Tzeporah Berman, Chair Fossil Fuel Non-Proliferation Treaty Initiative 

“Oil and gas companies’ push to make our food systems more dependent on fossil fuels threatens the very air we breathe and the water we drink. This report is a wake-up call to policymakers to act quickly to phase out fossil fuels not only in our energy systems but also in our food systems.”

Lim Li Ching, Third World Network and IPES-Food

“This timely report shows that the food, climate and biodiversity crises are, in fact, interlinked and underpinned by systemic flaws in the industrial food system. Synthetic fertilizers derived from fossil fuels – fossil fertilizers – are a major source of emissions and the bedrock of industrial agriculture. The report unmasks the unholy alliance between the agrochemical and fossil fuel industries and the false solutions they peddle. Food system transformation, away from fossil- and agrochemical-dependent industrial agriculture towards climate-resilient agriculture systems such as agroecology, has never been more necessary.” 

Henk Hobbelink, Coordination, Global Programme at GRAIN

“CIEL’s report shows how the fossil fuel and fertilizer industries collaborate to bring us yet another set of false solutions to the climate crisis. They try to convince us that their joint initiatives will bring us cleaner products, but nothing can hide the massive climate impacts of nitrogen fertilizer and fossil fuels they continue to produce.” 

Marcia Ishii, Senior Scientist and Director of the Grassroots Science Program at Pesticide Action Network North America (PANNA)
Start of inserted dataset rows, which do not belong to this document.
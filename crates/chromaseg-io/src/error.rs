//! Errors raised while reading or writing image files

use thiserror::Error;

/// Failure of a read or write, whatever the format
#[derive(Error, Debug)]
pub enum IoError {
    #[error("I/O error: {0}")]
    Io(#[from] std::io::Error),

    /// Header not recognized, or its codec disabled at build time
    #[error("unsupported format: {0}")]
    UnsupportedFormat(String),

    /// Header fields or sample counts that do not describe an image
    #[error("invalid image data: {0}")]
    InvalidData(String),

    #[error("decode error: {0}")]
    DecodeError(String),

    #[error("encode error: {0}")]
    EncodeError(String),

    /// Decoded dimensions rejected when allocating the `Pix`
    #[error("core error: {0}")]
    Core(#[from] chromaseg_core::Error),
}

pub type IoResult<T> = Result<T, IoError>;
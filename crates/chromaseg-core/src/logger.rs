//! Minimal stderr logger for the `log` facade.
//!
//! Every record is printed as `[elapsed LEVEL target] message`. Library
//! crates only emit through `log` macros; binaries and test harnesses call
//! [`init_with_level`] once at startup to see them.

use std::io::Write;
use std::str::FromStr;
use std::sync::OnceLock;
use std::time::Instant;

use log::{LevelFilter, Log, Metadata, Record};

struct StderrLogger {
    level: LevelFilter,
    started: Instant,
}

impl Log for StderrLogger {
    fn enabled(&self, metadata: &Metadata) -> bool {
        metadata.level() <= self.level
    }

    fn log(&self, record: &Record) {
        if !self.enabled(record.metadata()) {
            return;
        }

        let elapsed = self.started.elapsed().as_secs_f64();
        let mut stderr = std::io::stderr().lock();
        let _ = writeln!(
            stderr,
            "[{:7.3}s {:>5} {}] {}",
            elapsed,
            record.level(),
            record.target(),
            record.args()
        );
    }

    fn flush(&self) {}
}

static LOGGER: OnceLock<StderrLogger> = OnceLock::new();

/// Install the stderr logger with the provided level filter.
///
/// Calling this more than once is a no-op after the first successful
/// initialization; the first level wins.
pub fn init_with_level(level: LevelFilter) -> Result<(), log::SetLoggerError> {
    if LOGGER.get().is_none() {
        let logger = LOGGER.get_or_init(|| StderrLogger {
            level,
            started: Instant::now(),
        });
        log::set_logger(logger)?;
        log::set_max_level(level);
    }
    Ok(())
}

/// Parse a level name such as `"debug"` or `"off"`.
///
/// Unknown names yield `None`.
pub fn parse_level(name: &str) -> Option<LevelFilter> {
    LevelFilter::from_str(name.trim()).ok()
}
“Petroleum-based agrochemicals — pesticides and fertilizers — are truly the toxic twins of industrial agriculture, as this important report makes blazingly clear. Agrochemicals are unquestionably key drivers of today’s climate crisis — their contribution to global greenhouse gas emissions continues throughout their life cycles, from production through distribution, transport, application, and dispersal in the environment, while their disruption of the soil microbiome further weakens farming systems’ resilience to climate stressors. At the same time, these agrochemicals are responsible for unrelenting and devastating harm to human health, the world’s biodiversity, the integrity of the planet’s ecosystems, and the life support systems on which we all rely. 

“Where the agrochemical industries seek to obscure the impacts of their false solutions, aiming to keep us on a fossil-based treadmill to maintain their profits, CIEL’s report shines a much-needed bright light on the problem: providing scientific data and evidence, along with an astute political analysis that connects the dots between corporate greed, failed policy responses, the demands of social and environmental justice, and the urgent need for a complete transition towards a fossil-free food and farming system.”

Teresa Anderson, Global lead on climate justice, ActionAid International 

“Given that agriculture is the planet’s second biggest cause of climate change after fossil fuels, it’s long past time to put industrial agriculture in the climate spotlight. We can’t address the climate crisis unless we talk about the role of fossil-fuelled fertilizer in heating up our planet and driving food systems into the ground.  

“This timely report shows that the global climate impact of nitrogen fertilizer is greater than that of commercial aviation. It exposes the deep ties between the fertilizer and fossil fuel industries and their common playbook to protect business-as-usual in the face of climate science.

“It’s clearly time to transform farming systems to work with nature instead of against it. If we are to prevent runaway climate breakdown, the writing is on the wall for the big agribusiness corporations.” 

Sophia Murphy, Executive Director, Institute for Agriculture and Trade Policy

“At a time when food systems’ dependence on chemical fertilizers has come into sharp relief, this report highlights how that dependence entangles the interests of fossil fuel companies with agribusiness. CIEL’s insightful analysis highlights that entanglement and offers decision-makers the possibility of transformational change: tighten the regulation of chemical fertilizers sharply and thereby reduce both agricultural emissions and dependence on fossil fuels.”